***** Available data
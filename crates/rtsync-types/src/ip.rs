//! IP prefix type with specificity comparison and martian classification.

use crate::ParseError;
use crate::family::Family;
use serde::{Deserialize, Serialize};
use std::fmt;
use std::net::{IpAddr, Ipv4Addr, Ipv6Addr};
use std::str::FromStr;

/// How one prefix relates to another.
///
/// Returned by [`IpPrefix::relation`]: `MoreSpecific` means `self` is
/// strictly contained in `other`.
#[derive(Debug, Clone, Copy, PartialEq, Eq, Hash)]
pub enum PrefixRelation {
    Equal,
    MoreSpecific,
    LessSpecific,
    Disjoint,
}

/// An IP prefix in CIDR notation (e.g., 10.0.0.0/24 or 2001:db8::/32).
///
/// The length is kernel-native: at most 32 for IPv4, 128 for IPv6. Host
/// bits beyond the length are kept as given; comparisons only look at the
/// covered bits.
#[derive(Debug, Clone, Copy, PartialEq, Eq, PartialOrd, Ord, Hash, Serialize, Deserialize)]
pub struct IpPrefix {
    address: IpAddr,
    prefix_len: u8,
}

impl IpPrefix {
    /// Creates a new IP prefix.
    ///
    /// # Errors
    ///
    /// Returns an error if the prefix length is invalid for the address type
    /// (>32 for IPv4, >128 for IPv6).
    pub fn new(address: IpAddr, prefix_len: u8) -> Result<Self, ParseError> {
        let max_len = Family::of(&address).max_prefix_len();
        if prefix_len > max_len {
            return Err(ParseError::InvalidIpPrefix(format!(
                "prefix length {} exceeds maximum {} for address type",
                prefix_len, max_len
            )));
        }

        Ok(IpPrefix {
            address,
            prefix_len,
        })
    }

    /// The full-length host prefix for an address (/32 or /128).
    pub const fn host(address: IpAddr) -> Self {
        IpPrefix {
            prefix_len: Family::of(&address).max_prefix_len(),
            address,
        }
    }

    /// Returns the address of this prefix as given.
    pub const fn address(&self) -> &IpAddr {
        &self.address
    }

    /// Returns the prefix length in bits.
    pub const fn prefix_len(&self) -> u8 {
        self.prefix_len
    }

    pub const fn family(&self) -> Family {
        Family::of(&self.address)
    }

    pub const fn is_ipv4(&self) -> bool {
        self.address.is_ipv4()
    }

    pub const fn is_ipv6(&self) -> bool {
        self.address.is_ipv6()
    }

    /// Returns true if this is the default route (0.0.0.0/0 or ::/0).
    pub const fn is_default(&self) -> bool {
        self.prefix_len == 0
    }

    /// The prefix with host bits cleared.
    pub fn network(&self) -> Self {
        let address = match self.address {
            IpAddr::V4(v4) => IpAddr::V4(Ipv4Addr::from(u32::from(v4) & mask_v4(self.prefix_len))),
            IpAddr::V6(v6) => {
                IpAddr::V6(Ipv6Addr::from(u128::from(v6) & mask_v6(self.prefix_len)))
            }
        };
        IpPrefix {
            address,
            prefix_len: self.prefix_len,
        }
    }

    /// Four-way specificity comparison of `self` against `other`.
    ///
    /// Prefixes of different families are always disjoint. Otherwise the
    /// first `min(len)` bits decide containment and the lengths decide the
    /// direction.
    pub fn relation(&self, other: &IpPrefix) -> PrefixRelation {
        let plen = self.prefix_len.min(other.prefix_len);
        let same_bits = match (self.address, other.address) {
            (IpAddr::V4(a), IpAddr::V4(b)) => {
                let mask = mask_v4(plen);
                u32::from(a) & mask == u32::from(b) & mask
            }
            (IpAddr::V6(a), IpAddr::V6(b)) => {
                let mask = mask_v6(plen);
                u128::from(a) & mask == u128::from(b) & mask
            }
            _ => false,
        };

        if !same_bits {
            return PrefixRelation::Disjoint;
        }
        match self.prefix_len.cmp(&other.prefix_len) {
            std::cmp::Ordering::Less => PrefixRelation::LessSpecific,
            std::cmp::Ordering::Greater => PrefixRelation::MoreSpecific,
            std::cmp::Ordering::Equal => PrefixRelation::Equal,
        }
    }

    /// Returns true for ranges that must never be routed: IPv6 multicast
    /// (ff00::/8), link-local (fe80::/10), the unspecified and loopback
    /// host addresses; IPv4 0.0.0.0/8, 127.0.0.0/8 and the class D/E space
    /// (224.0.0.0/3).
    ///
    /// A prefix only counts as martian once it is long enough to lie
    /// entirely inside one of those ranges, so `::/0` is not martian.
    pub fn is_martian(&self) -> bool {
        let plen = self.prefix_len;
        match self.address {
            IpAddr::V6(v6) => {
                let octets = v6.octets();
                (plen >= 8 && octets[0] == 0xff)
                    || (plen >= 10 && octets[0] == 0xfe && (octets[1] & 0xc0) == 0x80)
                    || (plen >= 128 && (v6.is_unspecified() || v6.is_loopback()))
            }
            IpAddr::V4(v4) => {
                let first = v4.octets()[0];
                (plen >= 8 && (first == 127 || first == 0)) || (plen >= 4 && (first & 0xe0) == 0xe0)
            }
        }
    }

    /// Returns true for IPv6 link-local prefixes (fe80::/10).
    pub fn is_link_local(&self) -> bool {
        match self.address {
            IpAddr::V6(v6) => (v6.segments()[0] & 0xffc0) == 0xfe80,
            IpAddr::V4(_) => false,
        }
    }
}

fn mask_v4(plen: u8) -> u32 {
    if plen == 0 { 0 } else { u32::MAX << (32 - u32::from(plen)) }
}

fn mask_v6(plen: u8) -> u128 {
    if plen == 0 { 0 } else { u128::MAX << (128 - u32::from(plen)) }
}

impl fmt::Display for IpPrefix {
    fn fmt(&self, f: &mut fmt::Formatter<'_>) -> fmt::Result {
        write!(f, "{}/{}", self.address, self.prefix_len)
    }
}

impl FromStr for IpPrefix {
    type Err = ParseError;

    fn from_str(s: &str) -> Result<Self, Self::Err> {
        let (addr_str, len_str) = s
            .rsplit_once('/')
            .ok_or_else(|| ParseError::InvalidIpPrefix(s.to_string()))?;

        let address: IpAddr = addr_str
            .parse()
            .map_err(|_| ParseError::InvalidIpAddress(addr_str.to_string()))?;
        let prefix_len: u8 = len_str
            .parse()
            .map_err(|_| ParseError::InvalidIpPrefix(s.to_string()))?;

        IpPrefix::new(address, prefix_len)
    }
}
**********
*Task description:* Each line from the start of the records through the line holding "strictly contained in" must be returned exactly; nothing else belongs in the answer.

*Written answer:*
filename crates/rtsync-types/src/ip.rs
//! IP prefix type with specificity comparison and martian classification.

use crate::ParseError;
use crate::family::Family;
use serde::{Deserialize, Serialize};
use std::fmt;
use std::net::{IpAddr, Ipv4Addr, Ipv6Addr};
use std::str::FromStr;

/// How one prefix relates to another.
///
/// Returned by [`IpPrefix::relation`]: `MoreSpecific` means `self` is
/// strictly contained in `other`.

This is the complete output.